── Data provided

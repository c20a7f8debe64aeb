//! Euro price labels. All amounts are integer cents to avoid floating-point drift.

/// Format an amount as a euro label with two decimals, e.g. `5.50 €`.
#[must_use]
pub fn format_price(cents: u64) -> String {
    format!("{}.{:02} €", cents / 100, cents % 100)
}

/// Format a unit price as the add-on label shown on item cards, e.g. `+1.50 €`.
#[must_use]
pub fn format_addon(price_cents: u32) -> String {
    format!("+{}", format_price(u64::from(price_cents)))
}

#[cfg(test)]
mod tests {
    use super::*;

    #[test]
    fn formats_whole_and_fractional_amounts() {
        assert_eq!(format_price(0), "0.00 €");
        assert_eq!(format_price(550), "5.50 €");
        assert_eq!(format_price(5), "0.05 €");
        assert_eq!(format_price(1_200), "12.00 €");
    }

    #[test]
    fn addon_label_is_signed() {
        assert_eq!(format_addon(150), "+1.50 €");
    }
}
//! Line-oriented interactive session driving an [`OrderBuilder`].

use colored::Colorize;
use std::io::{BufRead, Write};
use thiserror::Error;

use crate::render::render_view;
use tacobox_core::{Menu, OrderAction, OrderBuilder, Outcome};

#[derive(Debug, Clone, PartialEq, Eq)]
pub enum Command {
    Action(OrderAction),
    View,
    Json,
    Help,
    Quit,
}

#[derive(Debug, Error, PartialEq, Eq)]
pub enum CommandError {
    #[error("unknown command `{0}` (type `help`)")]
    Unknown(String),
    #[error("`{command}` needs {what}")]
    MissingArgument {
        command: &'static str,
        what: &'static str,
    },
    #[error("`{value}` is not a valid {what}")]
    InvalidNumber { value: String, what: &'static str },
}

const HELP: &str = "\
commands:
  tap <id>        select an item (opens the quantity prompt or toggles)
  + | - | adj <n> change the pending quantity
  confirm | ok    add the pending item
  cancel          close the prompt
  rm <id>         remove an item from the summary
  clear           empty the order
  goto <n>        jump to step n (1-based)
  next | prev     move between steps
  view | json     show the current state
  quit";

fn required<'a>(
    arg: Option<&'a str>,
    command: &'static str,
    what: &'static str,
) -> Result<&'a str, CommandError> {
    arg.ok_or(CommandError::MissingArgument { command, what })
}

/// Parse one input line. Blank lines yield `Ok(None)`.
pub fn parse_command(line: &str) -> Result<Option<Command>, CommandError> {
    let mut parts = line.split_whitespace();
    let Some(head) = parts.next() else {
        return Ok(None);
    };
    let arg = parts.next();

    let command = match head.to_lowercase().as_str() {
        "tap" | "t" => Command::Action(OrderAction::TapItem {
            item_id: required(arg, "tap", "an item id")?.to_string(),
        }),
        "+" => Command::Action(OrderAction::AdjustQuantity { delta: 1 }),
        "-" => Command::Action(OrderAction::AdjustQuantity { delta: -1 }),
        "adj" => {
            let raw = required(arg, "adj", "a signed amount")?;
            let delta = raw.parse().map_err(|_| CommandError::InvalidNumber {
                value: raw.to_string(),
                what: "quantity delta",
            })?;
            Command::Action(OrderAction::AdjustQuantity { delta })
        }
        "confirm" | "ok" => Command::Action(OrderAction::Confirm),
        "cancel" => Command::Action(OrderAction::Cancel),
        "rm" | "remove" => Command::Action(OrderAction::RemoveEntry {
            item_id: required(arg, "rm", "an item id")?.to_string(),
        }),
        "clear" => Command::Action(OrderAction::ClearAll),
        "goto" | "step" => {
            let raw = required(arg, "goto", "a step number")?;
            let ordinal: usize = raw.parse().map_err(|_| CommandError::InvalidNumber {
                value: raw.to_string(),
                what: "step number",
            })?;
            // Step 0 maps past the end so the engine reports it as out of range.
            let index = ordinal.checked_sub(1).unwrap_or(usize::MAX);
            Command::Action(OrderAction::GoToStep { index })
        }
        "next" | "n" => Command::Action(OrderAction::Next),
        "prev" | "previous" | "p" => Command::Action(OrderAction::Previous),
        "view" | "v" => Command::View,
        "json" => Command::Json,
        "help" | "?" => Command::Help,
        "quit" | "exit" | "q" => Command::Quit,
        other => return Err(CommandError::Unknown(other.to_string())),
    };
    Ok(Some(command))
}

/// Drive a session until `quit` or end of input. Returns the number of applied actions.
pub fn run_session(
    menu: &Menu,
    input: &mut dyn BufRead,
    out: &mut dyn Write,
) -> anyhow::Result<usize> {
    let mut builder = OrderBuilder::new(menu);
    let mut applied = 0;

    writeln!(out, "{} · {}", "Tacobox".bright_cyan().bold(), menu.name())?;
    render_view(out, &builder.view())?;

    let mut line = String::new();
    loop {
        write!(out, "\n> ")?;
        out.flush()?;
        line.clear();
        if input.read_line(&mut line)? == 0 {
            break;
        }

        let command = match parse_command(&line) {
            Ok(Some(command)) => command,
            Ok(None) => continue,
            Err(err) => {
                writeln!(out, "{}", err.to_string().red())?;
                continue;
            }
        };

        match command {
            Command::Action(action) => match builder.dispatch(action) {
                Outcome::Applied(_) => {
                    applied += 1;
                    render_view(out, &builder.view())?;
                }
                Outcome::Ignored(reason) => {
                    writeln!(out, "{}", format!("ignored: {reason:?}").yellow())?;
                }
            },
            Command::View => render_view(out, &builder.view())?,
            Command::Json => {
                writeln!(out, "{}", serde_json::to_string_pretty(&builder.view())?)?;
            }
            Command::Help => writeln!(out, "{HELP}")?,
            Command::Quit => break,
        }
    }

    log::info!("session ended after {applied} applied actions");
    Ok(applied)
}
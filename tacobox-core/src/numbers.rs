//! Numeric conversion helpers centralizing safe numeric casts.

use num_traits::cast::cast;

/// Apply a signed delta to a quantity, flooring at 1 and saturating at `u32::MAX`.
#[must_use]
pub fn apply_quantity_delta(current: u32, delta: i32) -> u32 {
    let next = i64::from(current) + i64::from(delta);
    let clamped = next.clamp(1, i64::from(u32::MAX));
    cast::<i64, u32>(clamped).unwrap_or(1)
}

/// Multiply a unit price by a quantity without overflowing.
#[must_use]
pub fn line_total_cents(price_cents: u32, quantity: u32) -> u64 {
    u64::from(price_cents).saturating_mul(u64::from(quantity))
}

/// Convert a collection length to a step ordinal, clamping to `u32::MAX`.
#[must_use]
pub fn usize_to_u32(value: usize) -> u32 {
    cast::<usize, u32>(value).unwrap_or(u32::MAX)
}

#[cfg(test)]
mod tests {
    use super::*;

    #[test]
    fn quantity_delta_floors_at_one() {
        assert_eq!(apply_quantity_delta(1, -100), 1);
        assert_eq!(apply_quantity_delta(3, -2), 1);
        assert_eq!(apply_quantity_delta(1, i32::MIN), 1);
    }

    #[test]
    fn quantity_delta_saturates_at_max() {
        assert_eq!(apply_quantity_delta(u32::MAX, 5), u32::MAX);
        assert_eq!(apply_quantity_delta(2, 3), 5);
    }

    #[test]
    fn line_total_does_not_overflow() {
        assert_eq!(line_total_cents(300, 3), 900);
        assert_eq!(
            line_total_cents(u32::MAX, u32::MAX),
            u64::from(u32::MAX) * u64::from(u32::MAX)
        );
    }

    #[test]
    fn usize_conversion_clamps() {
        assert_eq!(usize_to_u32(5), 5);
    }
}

────

Problem requirements: Lines in the data that include the word "cancel" should all be copied.

Answer section:
  cancel          close the prompt
        "cancel" => Command::Action(OrderAction::Cancel),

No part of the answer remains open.